Papa Francisco no Teatro Municipal: "entre a indiferença egoísta e o protesto violento
existe uma opção sempre possível: o diálogo"
Cidade do Vaticano (RV) – Após a Missa celebrada
na Catedral do Rio de Janeiro, Papa Francisco dirigiu-se no Papamóvel ao Teatro Municipal
do Rio de Janeiro, onde encontrou expoentes da sociedade civil, como intelectuais,
artistas, políticos, esportistas, membros do Corpo Diplomático e representantes das
maiores comunidades religiosas. Francisco foi saudado pelo Arcebispo do Rio de Janeiro,
Dom Orani João Tempesta, que também agradeceu a presença de todos, desejando que o
encontro “ajude a olhar para a mesma direção, mesmo com interesses diversos”, para
construir um mundo melhor “para nós e para a nova geração”. Após, um jovem do Rio
de Janeiro deu seu testemunho, abraçando calorosamente o Santo Padre.
Antes
de iniciar seu denso discurso, o Papa Francisco disse aos presentes: "Eu queria vos
falar na bela língua portuguesa, mas para poder me expressar melhor, manifestar o
que trago no coração, prefiro falar em castelhano.
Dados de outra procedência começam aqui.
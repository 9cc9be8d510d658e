//! # Dashboard Renderer
//!
//! The "Painel" page: monthly entries/exits summary cards, the bar chart
//! and a short statement preview with a link to the full listing.

use eframe::egui;

use crate::ui::app_state::{FinanceApp, MainTab};
use crate::ui::components::styling::card_frame;
use crate::ui::components::ui_components::{
    card_title, text, themed_button, ButtonSize, ButtonVariant, TextVariant,
};
use crate::ui::mappers::to_display_row;
use shared::format_brl;

/// Rows shown in the dashboard's statement preview
const PREVIEW_ROWS: usize = 6;

impl FinanceApp {
    pub fn render_dashboard_page(&mut self, ui: &mut egui::Ui) {
        egui::Frame::none()
            .inner_margin(egui::Margin::symmetric(24.0, 12.0))
            .show(ui, |ui| {
                self.render_summary_cards(ui);
                ui.add_space(16.0);
                self.render_chart_card(ui);
                ui.add_space(16.0);
                self.render_statement_preview(ui);
            });
    }

    /// Entries and exits totals for the current month
    fn render_summary_cards(&mut self, ui: &mut egui::Ui) {
        let (entries, exits) = match &self.core.month_stats {
            Some(stats) => (stats.total_credit + stats.total_loan, stats.total_debit),
            None => (0.0, 0.0),
        };

        ui.horizontal(|ui| {
            self.summary_card(ui, "Entradas", entries, self.theme.feedback.income);
            ui.add_space(12.0);
            self.summary_card(ui, "Saídas", exits, self.theme.feedback.expense);
        });
    }

    fn summary_card(&self, ui: &mut egui::Ui, title: &str, value: f64, accent: egui::Color32) {
        card_frame(&self.theme).show(ui, |ui| {
            ui.set_min_width(200.0);
            ui.horizontal(|ui| {
                // Legend dot in the series color
                let (dot_rect, _) =
                    ui.allocate_exact_size(egui::vec2(12.0, 12.0), egui::Sense::hover());
                ui.painter().circle_filled(dot_rect.center(), 6.0, accent);
                ui.label(text(
                    title,
                    TextVariant::TextSmall,
                    self.theme.typography.secondary,
                ));
            });
            ui.label(text(
                format_brl(value),
                TextVariant::Subtitle,
                self.theme.typography.heading,
            ));
            ui.label(text(
                "neste mês",
                TextVariant::TextSmall,
                self.theme.typography.secondary,
            ));
        });
    }

    fn render_chart_card(&mut self, ui: &mut egui::Ui) {
        card_frame(&self.theme).show(ui, |ui| {
            ui.set_width(ui.available_width());
            card_title(ui, &self.theme, "Movimentação do mês", None);
            ui.add_space(8.0);
            self.render_transaction_chart(ui);
        });
    }

    /// Last transactions, newest first, with a "Listar" link to the full
    /// statement page.
    fn render_statement_preview(&mut self, ui: &mut egui::Ui) {
        let mut rows: Vec<_> = self
            .table
            .loaded_transactions
            .iter()
            .take(PREVIEW_ROWS)
            .map(to_display_row)
            .collect();
        // loaded_transactions is newest-first already; keep a stable copy
        rows.truncate(PREVIEW_ROWS);

        let mut go_to_statement = false;

        card_frame(&self.theme).show(ui, |ui| {
            ui.set_width(ui.available_width());
            card_title(
                ui,
                &self.theme,
                "Transações",
                Some("(últimas 6 transações)"),
            );
            ui.add_space(4.0);

            if rows.is_empty() {
                ui.label(text(
                    "Nenhuma transação encontrada",
                    TextVariant::TextRegular,
                    self.theme.typography.secondary,
                ));
            }

            for row in &rows {
                let color = self.theme.amount_color(row.inflow);
                ui.horizontal(|ui| {
                    ui.label(text(row.direction, TextVariant::TextRegular, color));
                    ui.label(text(row.type_label, TextVariant::TextSmall, color));
                    ui.label(text(
                        &row.description,
                        TextVariant::TextSmall,
                        self.theme.typography.primary,
                    ));
                    ui.with_layout(egui::Layout::right_to_left(egui::Align::Center), |ui| {
                        ui.label(text(
                            &row.formatted_date,
                            TextVariant::TextSmall,
                            self.theme.typography.secondary,
                        ));
                        ui.add_space(12.0);
                        ui.label(text(&row.formatted_amount, TextVariant::TextSmallBold, color));
                    });
                });
                ui.separator();
            }

            ui.add_space(8.0);
            ui.with_layout(egui::Layout::right_to_left(egui::Align::Center), |ui| {
                if themed_button(
                    ui,
                    &self.theme,
                    "Listar",
                    ButtonVariant::Primary,
                    ButtonSize::Medium,
                    true,
                )
                .clicked()
                {
                    go_to_statement = true;
                }
            });
        });

        if go_to_statement {
            self.current_tab = MainTab::Transactions;
        }
    }
}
Peço-vos a cortesia de me perdoar!"
Ao
começar seu discurso, Francisco fez diversas referências à cultura brasileira, dizendo
que via nos presentes “a memória e a esperança: a memória do caminho e da consciência
da Pátria e a esperança que esta, sempre à luz que irradia do Evangelho de Jesus Cristo,
possa continuar a desenvolver-se no pleno respeito dos princípios éticos fundados
na dignidade transcendente da pessoa”.
Ao destacar que todos aqueles que possuem
um papel de responsabilidade em uma nação, “são chamados a enfrentar o futuro com
os olhos calmos de quem sabe ver a verdade”, o Papa considerou três aspectos deste
olhar: a originalidade de uma tradição cultural, a responsabilidade solidária para
construir o futuro e o diálogo construtivo para encarar o presente.
Francisco
salientou a necessidade de “valorizar a originalidade dinâmica que caracteriza a cultura
brasileira, com sua extraordinária capacidade para integrar elementos diversos”, e
que esta visão integral do homem e da vida em que está baseada a cultura brasileira
“muito recebeu da seiva do Evangelho através da Igreja Católica: primeiramente a fé
em Jesus Cristo, no amor de Deus e a fraternidade com o próximo. Mas a riqueza desta
seiva deve ser plenamente valorizada! Ela pode fecundar um processo cultural fiel
à identidade brasileira e construtor de um futuro melhor para todos”. E acrescentou:
“Um
processo que faz crescer a humanização integral e a cultura do encontro e do relacionamento
cresçam é o modo cristão de promover o bem comum, a felicidade de viver. E aqui convergem
a fé e a razão, a dimensão religiosa com os diversos aspectos da cultura humana: arte,
ciência, trabalho, literatura...O cristianismo une transcendência e encarnação; sempre
revitaliza o pensamento e a vida, frente a desilusão e o desencanto que invadem os
corações e saltam para a rua”.
Após, Francisco refletiu sobre a responsabilidade
social, que exige “um certo tipo de paradigma cultural e, consequentemente, de política”:
“Somos responsáveis pela formação de novas gerações, capacitadas na economia e
na política e firmes nos valores éticos. O futuro exige de nós uma visão humanista
da economia e uma política que realize cada vez mais e melhor a participação das pessoas,
evitando elitismos e erradicando a pobreza. Que ninguém fique privado do necessário,
e que a todos sejam asseguradas dignidade, fraternidade e solidariedade: esta é a
via a seguir”.
“Quem detém uma função de guia – observou o Papa - deve
ter objetivos muito concretos, e buscar os meios específicos para consegui-los. Pode
haver, porém, o perigo da desilusão, da amargura, da indiferença, quando as aspirações
não se cumprem”, advertiu.
E destacou que partindo da própria responsabilidade
e do interesse pelo bem comum, “a liderança sabe escolher a mais justa entre as opções,
sendo esta a forma para chegar ao centro dos males de uma sociedade e vencê-los com
a ousadia de ações corajosas e livres”:
“Esta compreensão da totalidade
da realidade, observando, medindo, avaliando, para tomar decisões na hora presente,
mas estendendo o olhar para o futuro, refletindo sobre as consequências de tais decisões.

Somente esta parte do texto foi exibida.